Myanmar menace de condamner à mort un syndicat de fraude en ligne

JAKARTA - Le Parlement du Myanmar a approuvé un projet de loi anti-fraude en ligne qui applique des peines sévères, un contrôle financier rapide et un élargissement des pouvoirs de surveillance dans le cadre des efforts du gouvernement pour freiner l’industrie de la fraude en ligne, d’une valeur de plusieurs milliards de dollars dans le pays.

Le projet de loi a été adopté mardi (28/7) lors de la session conjointe du Pyidaungsu Hluttaw à Naypyidaw.

Le président du Parlement, Aung Lin Dwe, a annoncé que les membres du Parlement avaient approuvé la loi en intégralité après avoir achevé les dispositions controversées entre les deux chambres.

Selon le texte de projet publié en mai dans un journal officiel sur la base de la loi, les autorites doivent construire un canal téléphonique d’urgence 24 heures sur 24 et un système de plaintes en ligne pour les victimes.

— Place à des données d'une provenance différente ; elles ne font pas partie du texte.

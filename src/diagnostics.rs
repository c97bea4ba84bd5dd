//! Data-Quality Diagnostics
//!
//! Nothing a single record does can abort a year: every anomaly degrades to a
//! fallback value and lands here instead. A `DiagnosticsContext` is owned by
//! one year run; contexts are merged in year order at the end of a run.

use crate::scoring::ScopePriorityTable;
use serde::Serialize;
use std::collections::BTreeSet;

/// Integrity problems found while recombining kept duplicates with singletons
#[derive(Debug, Clone, PartialEq, Serialize, thiserror::Error)]
#[serde(tag = "issue", rename_all = "snake_case")]
pub enum MergeIssue {
    #[error("kept record for account '{account_id}' has no origin in the unioned table")]
    KeptWithoutOrigin { account_id: String },

    #[error("final table has {actual} rows, expected {expected} ({singletons} singletons + {kept} kept duplicates)")]
    RowCountMismatch {
        expected: usize,
        actual: usize,
        singletons: usize,
        kept: usize,
    },

    #[error("{left_only} rows matched no kept duplicate but the grouper found {singletons} singletons")]
    SingletonCountMismatch { left_only: usize, singletons: usize },

    #[error("account '{account_id}' appears {count} times in the final table")]
    DuplicateInFinal { account_id: String, count: usize },
}

/// One reported anomaly
#[derive(Debug, Clone, PartialEq, Serialize, thiserror::Error)]
#[serde(tag = "kind", rename_all = "snake_case")]
pub enum Diagnostic {
    #[error("account '{account_id}': scope '{code}' does not exist, using priority {fallback}")]
    UnknownScopeCode {
        account_id: String,
        code: String,
        fallback: u8,
    },

    #[error("account '{account_id}': no market or location can be determined from '{full_scope}', using priority {fallback}")]
    UnclassifiableAccountingMethod {
        account_id: String,
        full_scope: String,
        fallback: u8,
    },

    #[error("account '{account_id}' (profile {profile}): number of targets {target_count} is not between 1 and 9, using priority {fallback}")]
    InvalidTargetCount {
        account_id: String,
        profile: i64,
        target_count: u32,
        fallback: u8,
    },

    #[error("account '{account_id}': coverage {value:?} is outside 0-100, using coverage digit {digit}")]
    InvalidCoverage {
        account_id: String,
        value: Option<f64>,
        digit: u8,
    },

    #[error("account '{account_id}': base year is missing, recency tiebreak set to 0")]
    MissingBaseYear { account_id: String },

    #[error("merge inconsistency: {0}")]
    MergeInconsistency(MergeIssue),
}

impl Diagnostic {
    /// Integrity issues make the whole year's output suspect
    pub fn is_integrity_issue(&self) -> bool {
        matches!(self, Diagnostic::MergeInconsistency(_))
    }
}

impl From<MergeIssue> for Diagnostic {
    fn from(issue: MergeIssue) -> Self {
        Diagnostic::MergeInconsistency(issue)
    }
}

/// A diagnostic tagged with the year it was raised in
#[derive(Debug, Clone, PartialEq, Serialize)]
pub struct YearDiagnostic {
    pub year: i32,
    #[serde(flatten)]
    pub diagnostic: Diagnostic,
}

/// Status of one simple scope code against the priority table
#[derive(Debug, Clone, PartialEq, Eq, Serialize)]
pub struct ScopeCheck {
    pub code: String,
    pub known: bool,
}

/// Append-only diagnostics for one or more year runs
#[derive(Debug, Clone, Default, Serialize)]
pub struct DiagnosticsContext {
    issues: Vec<YearDiagnostic>,
    scopes_seen: BTreeSet<String>,
    simple_scopes_seen: BTreeSet<String>,
}

impl DiagnosticsContext {
    pub fn new() -> Self {
        Self::default()
    }

    /// Record an anomaly and emit it as a warning
    pub fn report(&mut self, year: i32, diagnostic: Diagnostic) {
        tracing::warn!(year, "{}", diagnostic);
        self.issues.push(YearDiagnostic { year, diagnostic });
    }

    /// Track the scope vocabulary observed in the input
    pub fn observe_scope(&mut self, full_scope: &str, simple_scope: &str) {
        if !self.scopes_seen.contains(full_scope) {
            self.scopes_seen.insert(full_scope.to_string());
        }
        if !self.simple_scopes_seen.contains(simple_scope) {
            self.simple_scopes_seen.insert(simple_scope.to_string());
        }
    }

    /// Fold another context (typically a later year) into this one
    pub fn merge(&mut self, other: DiagnosticsContext) {
        self.issues.extend(other.issues);
        self.scopes_seen.extend(other.scopes_seen);
        self.simple_scopes_seen.extend(other.simple_scopes_seen);
    }

    pub fn issues(&self) -> &[YearDiagnostic] {
        &self.issues
    }

    pub fn scopes_seen(&self) -> &BTreeSet<String> {
        &self.scopes_seen
    }

    pub fn simple_scopes_seen(&self) -> &BTreeSet<String> {
        &self.simple_scopes_seen
    }

    pub fn has_integrity_issues(&self) -> bool {
        self.issues.iter().any(|issue| issue.diagnostic.is_integrity_issue())
    }

    /// Compare every observed simple scope against the priority table
    pub fn scope_checks(&self, table: &ScopePriorityTable) -> Vec<ScopeCheck> {
        self.simple_scopes_seen
            .iter()
            .map(|code| ScopeCheck {
                code: code.clone(),
                known: table.contains(code),
            })
            .collect()
    }
}

#[cfg(test)]
mod tests {
    use super::*;

    #[test]
    fn test_diagnostic_messages_name_offending_value() {
        let diag = Diagnostic::UnknownScopeCode {
            account_id: "A1".to_string(),
            code: "S4".to_string(),
            fallback: 9,
        };
        let msg = diag.to_string();
        assert!(msg.contains("S4"));
        assert!(msg.contains("A1"));
        assert!(!diag.is_integrity_issue());

        let merge: Diagnostic = MergeIssue::KeptWithoutOrigin { account_id: "B2".to_string() }.into();
        assert!(merge.is_integrity_issue());
        assert!(merge.to_string().contains("B2"));
    }

    #[test]
    fn test_merge_preserves_order_and_vocabulary() {
        let mut first = DiagnosticsContext::new();
        first.observe_scope("Scope 1", "S1");
        first.report(2019, Diagnostic::MissingBaseYear { account_id: "A".to_string() });

        let mut second = DiagnosticsContext::new();
        second.observe_scope("Scope 2 (market-based)", "S2");
        second.observe_scope("Scope 1", "S1");
        second.report(2020, Diagnostic::MissingBaseYear { account_id: "B".to_string() });

        first.merge(second);

        let years: Vec<i32> = first.issues().iter().map(|i| i.year).collect();
        assert_eq!(years, vec![2019, 2020]);
        assert_eq!(first.simple_scopes_seen().len(), 2);
        assert_eq!(first.scopes_seen().len(), 2);
        assert!(!first.has_integrity_issues());
    }

    #[test]
    fn test_scope_checks_flag_unknown_codes() {
        let mut ctx = DiagnosticsContext::new();
        ctx.observe_scope("Scope 1+2", "S1S2");
        ctx.observe_scope("Scope 4", "S4");

        let checks = ctx.scope_checks(&ScopePriorityTable::standard());
        assert_eq!(
            checks,
            vec![
                ScopeCheck { code: "S1S2".to_string(), known: true },
                ScopeCheck { code: "S4".to_string(), known: false },
            ]
        );
    }

    #[test]
    fn test_report_serializes_with_kind_tag() {
        let mut ctx = DiagnosticsContext::new();
        ctx.report(
            2021,
            MergeIssue::DuplicateInFinal { account_id: "C".to_string(), count: 2 }.into(),
        );
        let json = serde_json::to_value(ctx.issues()).unwrap();
        assert_eq!(json[0]["year"], 2021);
        assert_eq!(json[0]["kind"], "merge_inconsistency");
    }
}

Les banques peuvent geler les comptes présumés impliqués dans des fraudes dans les 15 minutes suivant la vérification, tandis que les comptes suspects peuvent être suspendus pendant 72 heures.

La victime doit signaler le cas dans les 24 heures, et la police doit enregistrer immédiatement le premier rapport d'information.

Le projet de loi oblige également les banques, les fournisseurs de paiements mobiles, les opérateurs de télécommunications et les fournisseurs de services Internet à échanger des données via une base de données centralisée.

Le système surveillera les comptes bancaires, les cartes de conduite, les adresses IP, les dossiers téléphoniques et les flux financiers en temps réel.

Ceux qui sont pris en embêches pour avoir opéré des centres de fraude, des fraudes de crypto-monnaie, recrutés des travailleurs ou échangé des personnes dans des opérations frauduleuses sont condamnés à des peines allant de 10 ans à la prison à vie.

La violence, la torture ou la détention illégale liée à des opérations frauduleuses peuvent être passibles de la peine de mort ou de la prison à perpétuité, tandis que la peine de mort est obligatoire si les actes ont entraîné la mort.

Cette loi a été promulguée en même temps que l'élargissement des complexes de fraude dans tout le Myanmar en proie au conflit, où les travailleurs victimes de trafic ont signalé des abus et du travail forcé.